Justiça poderá ter prazo de 180 dias para analisar ação após concessão de liminar

O Projeto de Lei 2588/20 estabelece prazo de 180 dias, após a concessão de liminar, para os tribunais julgarem o mérito da questão em ação direta de inconstitucionalidade (ADI), arguição de descumprimento de preceito fundamental (ADPF) e mandado de segurança. O texto tramita na Câmara dos Deputados.

Segundo a proposta, uma vez concedida a liminar será possível uma única prorrogação pelo mesmo prazo. Após esse período a liminar perderá a eficácia.

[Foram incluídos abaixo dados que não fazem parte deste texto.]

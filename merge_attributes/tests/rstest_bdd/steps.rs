//! Step definitions for the attribute merge scenarios.

use anyhow::{Result, anyhow, ensure};
use merge_attributes::{AttributeMerge, KeyPath, TokenListAttributes};
use rstest_bdd_macros::{given, then, when};
use serde_json::{Value, json};
use test_helpers::{attrs, text};

use crate::fixtures::MergeState;

#[given("the attribute input {literal}")]
fn attribute_input(merge_state: &MergeState, literal: String) -> Result<()> {
    let input = attrs::value(&literal)?;
    let mut inputs = merge_state.inputs.take().unwrap_or_default();
    inputs.push(input);
    merge_state.inputs.set(inputs);
    Ok(())
}

#[given("the token-list paths are {dashed}")]
fn token_list_paths(merge_state: &MergeState, dashed: String) -> Result<()> {
    let paths = text::unquote(&dashed)
        .split_whitespace()
        .map(KeyPath::parse)
        .collect::<Result<TokenListAttributes, _>>()?;
    merge_state.token_lists.set(paths);
    Ok(())
}

#[given("the token-list key sequence is {keys}")]
fn token_list_key_sequence(merge_state: &MergeState, keys: String) -> Result<()> {
    let path = KeyPath::new(text::key_list(&keys))?;
    merge_state.token_lists.set(TokenListAttributes::new([path]));
    Ok(())
}

#[given("token deduplication is enabled")]
fn dedupe_enabled(merge_state: &MergeState) {
    merge_state.dedupe.set(true);
}

#[when("the inputs are merged")]
fn merge_inputs(merge_state: &MergeState) -> Result<()> {
    let mut inputs = merge_state
        .inputs
        .take()
        .ok_or_else(|| anyhow!("no attribute inputs were declared"))?
        .into_iter();
    let primary = inputs.next().unwrap_or(Value::Null);
    let mut request = AttributeMerge::new(primary)
        .extras(inputs)
        .dedupe_tokens(merge_state.dedupe.take().unwrap_or(false));
    if let Some(token_lists) = merge_state.token_lists.take() {
        request = request.token_list_attributes(token_lists);
    }
    merge_state.merged.set(request.merge());
    Ok(())
}

#[then("the merged value at {path} is {expected}")]
fn merged_value_at(merge_state: &MergeState, path: String, expected: String) -> Result<()> {
    let expected_value = attrs::value(&expected)?;
    let merged = merge_state
        .merged
        .with_ref(Clone::clone)
        .ok_or_else(|| anyhow!("expected the inputs to have been merged"))?;
    attrs::ensure_at(&merged, &path, &expected_value)
}

#[then("the merged attributes equal {expected}")]
fn merged_attributes_equal(merge_state: &MergeState, expected: String) -> Result<()> {
    let expected_value = attrs::value(&expected)?;
    let merged = merge_state
        .merged
        .with_ref(|merged| json!(merged))
        .ok_or_else(|| anyhow!("expected the inputs to have been merged"))?;
    ensure!(
        merged == expected_value,
        "expected {expected_value}, got {merged}"
    );
    Ok(())
}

O projeto é de autoria do deputado André Figueiredo (PDT-CE) e altera três leis: Lei do Controle de Constitucionalidade, Lei do Mandado de Segurança e Lei 9.882/99, que trata do processo e julgamento de ADPFs.

As ADIs e as ADPFs são julgadas exclusivamente pelo Supremo Tribunal Federal (STF). O mandado de segurança pode ser analisado por todos os tribunais, incluindo o STF. Atualmente, não há prazo para os tribunais julgarem o mérito destas ações após a concessão da liminar.

Para André Figueiredo, a falta de prazo prejudica a eficácia e a celeridade dos processos judiciais. “O prazo de 180 dias revela parâmetro razoável para processamento daquelas ações”, defende.

Projeto semelhante já havia sido apresentado pelo deputado em 2018. O texto chegou a ser aprovado pela Câmara e Senado, mas acabou vetado pelo presidente Jair Bolsonaro no ano passado. O veto foi posteriormente mantido pelo Congresso Nacional.